Htut, 21, was rescued from a fishing boat where he was held against his will for four years.
When Htut was only 10, he left his home in Myanmar to find work. He traveled with friends to the Thai border looking for odd jobs.
Thus began a 10-year odyssey marked by danger, deprivation, and exploitation by unscrupulous officials, employers, and “job brokers” -- traffickers.
After several years of working in Thailand illegally, he met a broker couple who persuaded him to work in Indonesia.
“They promised me that they would send me back after six months if I was not happy,” he says. “So I went to Indonesia with them and got a job on a fishing boat.
“In reality, I was not allowed to return home when I asked. Moreover, I earned much less money than he had been promised. Htut worked from 4 in the morning until 11 at night. He had to work even when he was sick, and there was no medical care.
“We were not allowed to go outside on the fishing boat and had to stay inside the fish processing compound only,” says Htut.
After a year, he asked to return home. He was turned down.

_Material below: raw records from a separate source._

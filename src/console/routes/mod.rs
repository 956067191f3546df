// Copyright 2025 RustFS Team
//
// Licensed under the Apache License, Version 2.0 (the "License");
// you may not use this file except in compliance with the License.
// You may obtain a copy of the License at
//
//     http://www.apache.org/licenses/LICENSE-2.0
//
// Unless required by applicable law or agreed to in writing, software
// distributed under the License is distributed on an "AS IS" BASIS,
// WITHOUT WARRANTIES OR CONDITIONS OF ANY KIND, either express or implied.
// See the License for the specific language governing permissions and
// limitations under the License.

use axum::{
    Router,
    routing::{get, post},
};

use crate::console::{handlers, state::AppState};

/// Custom rules at cluster level and per namespace.
pub fn rule_routes() -> Router<AppState> {
    Router::new()
        .route(
            "/rules",
            get(handlers::rules::list_cluster_rules).post(handlers::rules::create_cluster_rule),
        )
        .route(
            "/rules/{name}",
            get(handlers::rules::get_rule)
                .put(handlers::rules::update_rule)
                .delete(handlers::rules::delete_rule),
        )
        .route("/rules/{name}/alerts", get(handlers::rules::list_rule_alerts))
        .route("/alerts", get(handlers::rules::list_cluster_alerts))
        .route(
            "/bulkrules",
            post(handlers::rules::bulk_update_cluster_rules)
                .delete(handlers::rules::bulk_delete_cluster_rules),
        )
        .route(
            "/namespaces/{namespace}/rules",
            get(handlers::rules::list_namespace_rules).post(handlers::rules::create_namespace_rule),
        )
        .route(
            "/namespaces/{namespace}/rules/{name}",
            get(handlers::rules::get_rule)
                .put(handlers::rules::update_rule)
                .delete(handlers::rules::delete_rule),
        )
        .route(
            "/namespaces/{namespace}/rules/{name}/alerts",
            get(handlers::rules::list_rule_alerts),
        )
        .route(
            "/namespaces/{namespace}/alerts",
            get(handlers::rules::list_namespace_alerts),
        )
        .route(
            "/namespaces/{namespace}/bulkrules",
            post(handlers::rules::bulk_update_namespace_rules)
                .delete(handlers::rules::bulk_delete_namespace_rules),
        )
}

/// Builtin rules, addressed by id.
pub fn builtin_routes() -> Router<AppState> {
    Router::new()
        .route("/builtin/rules", get(handlers::builtin::list_rules))
        .route("/builtin/rules/{id}", get(handlers::builtin::get_rule))
        .route(
            "/builtin/rules/{id}/alerts",
            get(handlers::builtin::list_rule_alerts),
        )
        .route("/builtin/alerts", get(handlers::builtin::list_alerts))
}
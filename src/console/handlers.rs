// Copyright 2025 RustFS Team
//
// Licensed under the Apache License, Version 2.0 (the "License");
// you may not use this file except in compliance with the License.
// You may obtain a copy of the License at
//
//     http://www.apache.org/licenses/LICENSE-2.0
//
// Unless required by applicable law or agreed to in writing, software
// distributed under the License is distributed on an "AS IS" BASIS,
// WITHOUT WARRANTIES OR CONDITIONS OF ANY KIND, either express or implied.
// See the License for the specific language governing permissions and
// limitations under the License.

pub mod builtin;
pub mod rules;

use axum::Json;
use serde::Serialize;

#[derive(Serialize)]
pub struct Message {
    pub message: &'static str,
}

pub(crate) fn success() -> Json<Message> {
    Json(Message { message: "success" })
}
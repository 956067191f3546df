// Copyright 2025 RustFS Team
//
// Licensed under the Apache License, Version 2.0 (the "License");
// you may not use this file except in compliance with the License.
// You may obtain a copy of the License at
//
//     http://www.apache.org/licenses/LICENSE-2.0
//
// Unless required by applicable law or agreed to in writing, software
// distributed under the License is distributed on an "AS IS" BASIS,
// WITHOUT WARRANTIES OR CONDITIONS OF ANY KIND, either express or implied.
// See the License for the specific language governing permissions and
// limitations under the License.

//! `monitoring.coreos.com/v1` resources consumed by the rule engine.

pub mod prometheus;
pub mod prometheus_rule;
pub mod thanos_ruler;
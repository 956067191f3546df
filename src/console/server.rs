// Copyright 2025 RustFS Team
//
// Licensed under the Apache License, Version 2.0 (the "License");
// you may not use this file except in compliance with the License.
// You may obtain a copy of the License at
//
//     http://www.apache.org/licenses/LICENSE-2.0
//
// Unless required by applicable law or agreed to in writing, software
// distributed under the License is distributed on an "AS IS" BASIS,
// WITHOUT WARRANTIES OR CONDITIONS OF ANY KIND, either express or implied.
// See the License for the specific language governing permissions and
// limitations under the License.

use axum::{
    Router,
    extract::State,
    http::{Method, StatusCode, header},
    response::IntoResponse,
    routing::get,
};
use std::time::Duration;
use tower_http::{
    compression::CompressionLayer,
    cors::{Any, CorsLayer},
    timeout::TimeoutLayer,
    trace::TraceLayer,
};

use crate::console::{routes, state::AppState};

const API_GROUP: &str = "alerting.kubesphere.io";
const API_VERSION: &str = "v2alpha1";

pub const API_PREFIX: &str = const_str::concat!("/kapis/", API_GROUP, "/", API_VERSION);

/// Serves the API until the listener fails.
pub async fn run(
    port: u16,
    state: AppState,
    request_timeout: Duration,
) -> Result<(), Box<dyn std::error::Error>> {
    let app = router(state, request_timeout);

    let addr = std::net::SocketAddr::from(([0, 0, 0, 0], port));
    let listener = tokio::net::TcpListener::bind(addr).await?;
    tracing::info!("alerting API listening on http://{}{}", addr, API_PREFIX);

    axum::serve(listener, app).await?;

    Ok(())
}

/// Requests running past `request_timeout` are dropped, which cancels any
/// store or engine call still in flight.
pub fn router(state: AppState, request_timeout: Duration) -> Router {
    Router::new()
        .route("/healthz", get(health_check))
        .route("/readyz", get(ready_check))
        .nest(API_PREFIX, api_routes())
        .with_state(state)
        .layer(TimeoutLayer::new(request_timeout))
        .layer(TraceLayer::new_for_http())
        .layer(CompressionLayer::new())
        .layer(
            CorsLayer::new()
                .allow_origin(Any)
                .allow_methods([Method::GET, Method::POST, Method::PUT, Method::DELETE, Method::OPTIONS])
                .allow_headers([header::CONTENT_TYPE, header::AUTHORIZATION]),
        )
}

fn api_routes() -> Router<AppState> {
    Router::new()
        .merge(routes::rule_routes())
        .merge(routes::builtin_routes())
}

async fn health_check() -> impl IntoResponse {
    (StatusCode::OK, "OK")
}

async fn ready_check(State(state): State<AppState>) -> impl IntoResponse {
    if state.is_ready() {
        (StatusCode::OK, "Ready")
    } else {
        (StatusCode::SERVICE_UNAVAILABLE, "Not ready")
    }
}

Not knowing what to do, he stayed for about four years.
“I had to work in dangerous conditions," he says. "Most of the time I had to dive in the sea to grab the net, loaded with fish, holding a knife, then get back into the boat. My work required much attention, so I could not think of my home.

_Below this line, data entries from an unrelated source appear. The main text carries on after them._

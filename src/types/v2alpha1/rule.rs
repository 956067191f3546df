// Copyright 2025 RustFS Team
//
// Licensed under the Apache License, Version 2.0 (the "License");
// you may not use this file except in compliance with the License.
// You may obtain a copy of the License at
//
//     http://www.apache.org/licenses/LICENSE-2.0
//
// Unless required by applicable law or agreed to in writing, software
// distributed under the License is distributed on an "AS IS" BASIS,
// WITHOUT WARRANTIES OR CONDITIONS OF ANY KIND, either express or implied.
// See the License for the specific language governing permissions and
// limitations under the License.

use crate::rules::{duration, promql};
use crate::types::v1::prometheus_rule::Rule;
use chrono::{DateTime, Utc};
use k8s_openapi::apimachinery::pkg::util::intstr::IntOrString;
use serde::{Deserialize, Serialize};
use snafu::Snafu;
use std::collections::BTreeMap;
use strum::{Display, EnumString};

const ALERTING_GROUP: &str = "alerting.kubesphere.io";

/// Label on custom rule resources partitioning cluster and namespace rules
/// that share the same physical storage.
pub const LABEL_KEY_RULE_LEVEL: &str = const_str::concat!(ALERTING_GROUP, "/rule-level");

/// Annotation holding the RFC3339 time of the last create or update.
pub const ANNOTATION_KEY_RULE_UPDATE_TIME: &str =
    const_str::concat!(ALERTING_GROUP, "/rule-update-time");

#[derive(Deserialize, Serialize, Clone, Copy, Debug, PartialEq, Eq, Hash, Display, EnumString)]
#[serde(rename_all = "lowercase")]
#[strum(serialize_all = "lowercase")]
pub enum RuleLevel {
    Cluster,
    Namespace,
}

/// Evaluation state, ordered by severity.
#[derive(
    Deserialize, Serialize, Clone, Copy, Debug, Default, PartialEq, Eq, PartialOrd, Ord, Display, EnumString,
)]
#[serde(rename_all = "lowercase")]
#[strum(serialize_all = "lowercase", ascii_case_insensitive)]
pub enum RuleState {
    #[default]
    Inactive,
    Pending,
    Firing,
}

#[derive(Deserialize, Serialize, Clone, Copy, Debug, Default, PartialEq, Eq, Display, EnumString)]
#[serde(rename_all = "lowercase")]
#[strum(serialize_all = "lowercase", ascii_case_insensitive)]
pub enum RuleHealth {
    Ok,
    Err,
    #[default]
    Unknown,
}

#[derive(Debug, Snafu)]
#[snafu(display("{}", problems.join("; ")))]
pub struct ValidationError {
    pub problems: Vec<String>,
}

/// Definition part shared by every rendering of an alerting rule.
#[derive(Deserialize, Serialize, Clone, Debug, Default, PartialEq)]
#[serde(rename_all = "camelCase")]
pub struct AlertingRule {
    #[serde(default, skip_serializing_if = "String::is_empty")]
    pub id: String,

    #[serde(default, skip_serializing_if = "String::is_empty")]
    pub name: String,

    #[serde(default, skip_serializing_if = "String::is_empty")]
    pub query: String,

    #[serde(default, skip_serializing_if = "String::is_empty")]
    pub duration: String,

    #[serde(default, skip_serializing_if = "BTreeMap::is_empty")]
    pub labels: BTreeMap<String, String>,

    #[serde(default, skip_serializing_if = "BTreeMap::is_empty")]
    pub annotations: BTreeMap<String, String>,
}

/// Request body for creating or updating a custom alerting rule.
#[derive(Deserialize, Serialize, Clone, Debug, Default, PartialEq)]
#[serde(rename_all = "camelCase")]
pub struct PostableAlertingRule {
    #[serde(default)]
    pub name: String,

    #[serde(default)]
    pub query: String,

    #[serde(default, skip_serializing_if = "String::is_empty")]
    pub duration: String,

    #[serde(default, skip_serializing_if = "BTreeMap::is_empty")]
    pub labels: BTreeMap<String, String>,

    #[serde(default, skip_serializing_if = "BTreeMap::is_empty")]
    pub annotations: BTreeMap<String, String>,
}

impl PostableAlertingRule {
    /// Checks every field and reports all problems at once.
    pub fn validate(&self) -> Result<(), ValidationError> {
        let mut problems = Vec::new();

        if self.name.is_empty() {
            problems.push("name can not be empty".to_string());
        } else if !is_valid_rule_name(&self.name) {
            problems.push(format!(
                "rule name {:?} must consist of alphanumeric characters or '-', and must start and end with an alphanumeric character",
                self.name
            ));
        }

        if self.query.is_empty() {
            problems.push("query can not be empty".to_string());
        } else if let Err(e) = promql::format_expr(&self.query) {
            problems.push(format!("invalid query: {}", e));
        }

        if !self.duration.is_empty()
            && let Err(e) = duration::parse(&self.duration)
        {
            problems.push(format!("invalid duration: {}", e));
        }

        for (k, v) in self.labels.iter().chain(self.annotations.iter()) {
            if !is_valid_label_name(k) {
                problems.push(format!("invalid label or annotation: {}={}", k, v));
            }
        }

        if problems.is_empty() {
            Ok(())
        } else {
            ValidationSnafu { problems }.fail()
        }
    }

    pub fn set_update_time(&mut self, at: DateTime<Utc>) {
        self.annotations
            .insert(ANNOTATION_KEY_RULE_UPDATE_TIME.to_string(), at.to_rfc3339());
    }

    pub fn to_prometheus_rule(&self) -> Rule {
        Rule {
            record: None,
            alert: Some(self.name.clone()),
            expr: IntOrString::String(self.query.clone()),
            for_: (!self.duration.is_empty()).then(|| self.duration.clone()),
            labels: self.labels.clone(),
            annotations: self.annotations.clone(),
        }
    }
}

/// Alerting rule definition merged with its live evaluation state.
#[derive(Deserialize, Serialize, Clone, Debug, Default, PartialEq)]
#[serde(rename_all = "camelCase")]
pub struct GettableAlertingRule {
    #[serde(flatten)]
    pub rule: AlertingRule,

    #[serde(default, skip_serializing_if = "Option::is_none")]
    pub level: Option<RuleLevel>,

    pub state: RuleState,

    pub health: RuleHealth,

    #[serde(default, skip_serializing_if = "String::is_empty")]
    pub last_error: String,

    #[serde(rename = "evaluationTime", default)]
    pub evaluation_duration_seconds: f64,

    #[serde(default, skip_serializing_if = "Option::is_none")]
    pub last_evaluation: Option<DateTime<Utc>>,

    #[serde(default, skip_serializing_if = "Vec::is_empty")]
    pub alerts: Vec<Alert>,
}

impl GettableAlertingRule {
    /// Value of the update time annotation, if present and well formed.
    pub fn update_time(&self) -> Option<DateTime<Utc>> {
        self.rule
            .annotations
            .get(ANNOTATION_KEY_RULE_UPDATE_TIME)
            .and_then(|t| DateTime::parse_from_rfc3339(t).ok())
            .map(|t| t.with_timezone(&Utc))
    }
}

#[derive(Deserialize, Serialize, Clone, Debug, Default, PartialEq)]
#[serde(rename_all = "camelCase")]
pub struct Alert {
    #[serde(default, skip_serializing_if = "Option::is_none")]
    pub active_at: Option<DateTime<Utc>>,

    #[serde(default, skip_serializing_if = "BTreeMap::is_empty")]
    pub annotations: BTreeMap<String, String>,

    #[serde(default, skip_serializing_if = "BTreeMap::is_empty")]
    pub labels: BTreeMap<String, String>,

    pub state: RuleState,

    #[serde(default)]
    pub value: String,

    #[serde(default, skip_serializing_if = "String::is_empty")]
    pub rule_id: String,

    #[serde(default, skip_serializing_if = "String::is_empty")]
    pub rule_name: String,
}

#[derive(Deserialize, Serialize, Clone, Debug, Default, PartialEq)]
pub struct GettableAlertingRuleList {
    pub items: Vec<GettableAlertingRule>,
    pub total: usize,
}

#[derive(Deserialize, Serialize, Clone, Debug, Default, PartialEq)]
pub struct AlertList {
    pub items: Vec<Alert>,
    pub total: usize,
}

fn is_valid_rule_name(name: &str) -> bool {
    let bytes = name.as_bytes();
    let alnum = |b: &u8| b.is_ascii_alphanumeric();
    match (bytes.first(), bytes.last()) {
        (Some(first), Some(last)) => {
            alnum(first) && alnum(last) && bytes.iter().all(|b| alnum(b) || *b == b'-')
        }
        _ => false,
    }
}

/// Prometheus label name grammar: `[a-zA-Z_][a-zA-Z0-9_]*`.
pub fn is_valid_label_name(name: &str) -> bool {
    let mut chars = name.chars();
    match chars.next() {
        Some(c) if c.is_ascii_alphabetic() || c == '_' => {
            chars.all(|c| c.is_ascii_alphanumeric() || c == '_')
        }
        _ => false,
    }
}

“I felt like I had no future. If I thought of my home and the experiences that I had faced, it was a painful thing. So, I tried not to remember that, instead focusing only on work.”
When authorities from Indonesia and Myanmar shut down the fishing operation, Htut received news that he would finally be sent home.
The crew was sent to an island where they got medical check-ups and received passports.
Altogether, 253 Myanmar fishermen are being repatriated with support from Myanmar trafficking and fisheries authorities, IOM, and World Vision.
Htut, now 21, is back home in Myanmar, living with his aunt's family.
He hasn’t seen other family members, though he eagerly wants to find his parents, who moved away from his hometown just before his arrival.
Htut doesn’t know what he'll do next after being away from his home for more than 10 years.
World Vision is helping Htut with housing health assistance, vocational training, and support to find employment and start a new life.